By the time she was crowned Miss America 1988, Kaye Lani Rae Rafko-Wilson had grown accustomed to being categorized by the general public as a "brainless sex-kitten."
She had been a nurse.But underneath the crown, there's a lot more substance to the beauty queen who, despite offers to do professional modeling and acting, stuck with nursing when her reign ended.
"I think the reason I stayed in nursing this long is because of the personal and professional rewards," she said in an interview Friday. "No other career could come close to offering the same opportunities and rewards. And obviously we enjoy what we are doing."
Unfortunately, she said, high school students aren't looking into careers that they'll enjoy.
"They are looking into what is going to give them the most money so they can buy little toys like their parents have - VCRs and cars," she said.
Rafko-Wilson, who's hit the lecture circuit during the worst nursing shortage in U.S. history, hopes to persuade young adults to look beyond the bucks.
Friday morning the oncology specialist touted the rewards of nursing - including flexibility and diversity - before more than 300 student nurses and high school students at the Red Lion Inn. Later in the morning she addressed 400 hospital officials attending the 11th annual Utah Hospital Association Convention in Little America.
Her message was also directed at lawmakers, whose alleged refusal to adequately fund nursing-education programs has contributed to the shortage.
Mary Ann Anderson, project coordinator and instructor at Weber State College School of Nursing, said the state's financial woes have forced Weber to turn away three qualified applicants for every one accepted.

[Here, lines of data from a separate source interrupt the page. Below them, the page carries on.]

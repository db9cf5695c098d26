//! Streaming control and health DTOs.

use serde::Serialize;
use utoipa::ToSchema;

/// Acknowledgement for `POST /control/start` and `POST /control/stop`.
#[derive(Debug, Serialize, ToSchema)]
pub struct ControlResponse {
    /// Human-readable outcome, e.g. `"streaming started"`.
    pub status: String,
}

/// Response body for `GET /health`.
#[derive(Debug, Serialize, ToSchema)]
pub struct HealthResponse {
    /// Always `"healthy"`.
    pub status: String,
    /// Whether the broadcast loop is running.
    pub streaming: bool,
    /// Number of registered streaming connections.
    pub connections: usize,
    /// Number of uploaded arrays.
    pub arrays_stored: usize,
    /// Server version.
    pub version: String,
    /// RFC 3339 time of the check.
    pub timestamp: String,
}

Yet the administrator of a major Salt Lake hospital recently told her that he could hire 50 nurses tomorrow if they walked through the facility's doors.
The nationwide nursing shortage, Rafko-Wilson said, could cripple the health-care system.
"We are the ones 24-hours-a-day, seven-days-a-week who have physical contact with the patients. People forget about that," she said. "They also forget that we are the ones who change dependency to independency; death to life. We change fears to understanding and calmness, and we are the ones who grieve at the bedside when the patient dies at 3 in the morning.
"We don't call the physician in to be with the family."
Rafko-Wilson, whose long-range goal is to open and manage a hospice program, said nurses are the heart of the health-care team.
"We are the only ones who deal holistically. There is no way the high standard of health care throughout this country could continue without us."
Yet, ironically, she added, while Americans expect the most from education and health care, "teachers and nurses are the most undervalued and underpaid."